To circumvent the deficit of low-frequency data, we implemented a solution based on a U-Net-based 2D CNN that could successfully extend the bandwidth of ultrasound datasets towards the low end of the amplitude spectrum. The output datasets from the network contained an accurate estimation of what this low-frequency information would be if broader-band transducers were available, and they could produce accurate FWI reconstructions where the original data with missing low-frequency information failed. We demonstrated that it is possible to train our network with in silico datasets, and that the trained network performed well when exposed to data acquired in the laboratory. This suggests that the method is robust against noise present in real data, and that it could learn the mapping between high and low frequencies purely from numerical simulations of ultrasound wave propagation.
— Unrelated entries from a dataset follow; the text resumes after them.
use serde::Serialize;
use thiserror::Error;

#[derive(Debug, Error, Clone, PartialEq, Eq)]
pub enum FlashcardError {
    #[error("flashcard front must not be empty")]
    EmptyFront,
    #[error("flashcard back must not be empty")]
    EmptyBack,
}

/// A term/definition pair.
#[derive(Debug, Clone, PartialEq, Eq, Serialize)]
pub struct Flashcard {
    front: String,
    back: String,
}

impl Flashcard {
    /// # Errors
    ///
    /// Returns `FlashcardError` if either side is blank after trimming.
    pub fn new(front: impl Into<String>, back: impl Into<String>) -> Result<Self, FlashcardError> {
        let front = front.into().trim().to_owned();
        let back = back.into().trim().to_owned();
        if front.is_empty() {
            return Err(FlashcardError::EmptyFront);
        }
        if back.is_empty() {
            return Err(FlashcardError::EmptyBack);
        }
        Ok(Self { front, back })
    }

    #[must_use]
    pub fn front(&self) -> &str {
        &self.front
    }

    #[must_use]
    pub fn back(&self) -> &str {
        &self.back
    }
}
use lesson_core::model::{Email, User, UserId};
use sqlx::Row;

use crate::repository::StorageError;

fn ser<E: core::fmt::Display>(e: E) -> StorageError {
    StorageError::Serialization(e.to_string())
}

pub(crate) fn user_id_from_i64(v: i64) -> Result<UserId, StorageError> {
    u64::try_from(v)
        .map(UserId::new)
        .map_err(|_| StorageError::Serialization("user_id sign overflow".into()))
}

pub(crate) fn map_user_row(row: &sqlx::sqlite::SqliteRow) -> Result<User, StorageError> {
    let id = user_id_from_i64(row.try_get("id").map_err(ser)?)?;
    let email = Email::parse(row.try_get::<String, _>("email").map_err(ser)?).map_err(ser)?;
    let password_hash: String = row.try_get("password_hash").map_err(ser)?;
    let created_at: chrono::DateTime<chrono::Utc> = row.try_get("created_at").map_err(ser)?;
    Ok(User::from_persisted(id, email, password_hash, created_at))
}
The validation on laboratory data resulted in SoS images that were morphologically consistent with X-ray CT and ultrasound reflection tomography, with added quantitative information of physical properties. Nonetheless, our reconstructed images contained artefacts due to the geometry of the acquisition system: transducers were distributed in a ring that moved along its normal axis. Despite the relatively focused illumination on the ring plane, there was significant energy that propagated outside this plane that interacted with the acoustic heterogeneities that existed there. These interactions wre inevitably mapped onto the data, and the final images thereby suffered from a lack of resolution along the axis perpendicular to the ring plane. This problem could be solved by simply using data acquired with a 3D system that could capture ultrasound energy at all angles. The extension of our method to 3D datasets is straightforward. Comparisons of the performance of 1D and 2D CNNs on our 2D datasets showed some differences between the outputs of the two networks, but most of the performance gains that we observed in the 2D case could have been due to the presence of the spatial-distribution context. Extending the network inputs from 2D to 3D did not benefit as much from this extra information because the third added dimension contained already captured information in the addition of the second dimension. In other words, the difference between 1D and 2D was that our data transformed from a pure time series of values into a collection of spatially ordered time series; the third dimension only added a relatively redundant spatial dimension.
The continuous increase in computational capabilities is creating a shift in ultrasound imaging. Wave-equation-based reconstruction methods such as FWI continue to reconstruct images with better resolution and accuracy than those of ray-based alternatives. However, there is still a large computational cost to jump between the two that limits the applicability of wave-based methods to lower frequencies than those used in ray-tracing methods. Our proposed method offers a solution that allows for both ray-tracing and wave-based ultrasound imaging on the same data by extending the original bandwidth.
Lastly, the proposed method can not only be used for improving FWI. A reliable method to extend the frequency content of band-limited ultrasound signals can also be used to overcome the physical limitations of PZT crystals, extending the use of existing US hardware for other frequency ranges or predicting produced data by an ideal US hardware system.